### Exercise instructions
Transcribe the lines of the records starting with the one that has "last credential change." in it and ending with the last, and transcribe nothing else.

(Data to process begins)

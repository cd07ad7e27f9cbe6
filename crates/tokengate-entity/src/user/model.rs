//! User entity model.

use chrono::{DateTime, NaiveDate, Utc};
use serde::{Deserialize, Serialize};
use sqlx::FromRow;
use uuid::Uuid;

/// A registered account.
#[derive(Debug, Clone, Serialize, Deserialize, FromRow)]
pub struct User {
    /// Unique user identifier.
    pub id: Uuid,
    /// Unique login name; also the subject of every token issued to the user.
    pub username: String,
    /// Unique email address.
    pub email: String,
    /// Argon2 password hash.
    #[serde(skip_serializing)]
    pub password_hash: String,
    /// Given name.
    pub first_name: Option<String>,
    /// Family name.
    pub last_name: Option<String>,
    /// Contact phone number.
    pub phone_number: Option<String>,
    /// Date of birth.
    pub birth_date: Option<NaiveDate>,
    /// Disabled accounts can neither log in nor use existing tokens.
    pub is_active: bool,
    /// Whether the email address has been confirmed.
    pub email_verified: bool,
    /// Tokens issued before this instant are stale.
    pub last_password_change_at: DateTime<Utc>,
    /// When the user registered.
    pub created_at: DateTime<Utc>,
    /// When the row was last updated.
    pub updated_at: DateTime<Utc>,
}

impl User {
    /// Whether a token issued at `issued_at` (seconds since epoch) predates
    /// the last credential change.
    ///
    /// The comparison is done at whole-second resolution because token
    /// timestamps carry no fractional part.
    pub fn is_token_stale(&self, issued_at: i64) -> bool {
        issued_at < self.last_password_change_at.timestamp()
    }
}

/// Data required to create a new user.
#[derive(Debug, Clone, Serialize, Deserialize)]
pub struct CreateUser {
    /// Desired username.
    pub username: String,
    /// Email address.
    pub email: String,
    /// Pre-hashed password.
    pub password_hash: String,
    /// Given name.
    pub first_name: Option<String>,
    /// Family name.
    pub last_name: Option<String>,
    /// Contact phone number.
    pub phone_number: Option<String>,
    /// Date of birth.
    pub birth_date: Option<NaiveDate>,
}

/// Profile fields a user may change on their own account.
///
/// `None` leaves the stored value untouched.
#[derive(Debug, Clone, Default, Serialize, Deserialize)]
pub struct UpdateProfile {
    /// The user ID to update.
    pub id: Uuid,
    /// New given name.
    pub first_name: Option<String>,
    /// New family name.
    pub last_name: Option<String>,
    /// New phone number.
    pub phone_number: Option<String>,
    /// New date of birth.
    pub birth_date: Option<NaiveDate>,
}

(Data to process ends)

### Reply
    /// the last credential change.
    ///
    /// The comparison is done at whole-second resolution because token
    /// timestamps carry no fractional part.
    pub fn is_token_stale(&self, issued_at: i64) -> bool {
        issued_at < self.last_password_change_at.timestamp()
    }
}

/// Data required to create a new user.
#[derive(Debug, Clone, Serialize, Deserialize)]
pub struct CreateUser {
    /// Desired username.
    pub username: String,
    /// Email address.
    pub email: String,
    /// Pre-hashed password.
    pub password_hash: String,
    /// Given name.
    pub first_name: Option<String>,
    /// Family name.
    pub last_name: Option<String>,
    /// Contact phone number.
    pub phone_number: Option<String>,
    /// Date of birth.
    pub birth_date: Option<NaiveDate>,
}

/// Profile fields a user may change on their own account.
///
/// `None` leaves the stored value untouched.
#[derive(Debug, Clone, Default, Serialize, Deserialize)]
pub struct UpdateProfile {
    /// The user ID to update.
    pub id: Uuid,
    /// New given name.
    pub first_name: Option<String>,
    /// New family name.
    pub last_name: Option<String>,
    /// New phone number.
    pub phone_number: Option<String>,
    /// New date of birth.
    pub birth_date: Option<NaiveDate>,
}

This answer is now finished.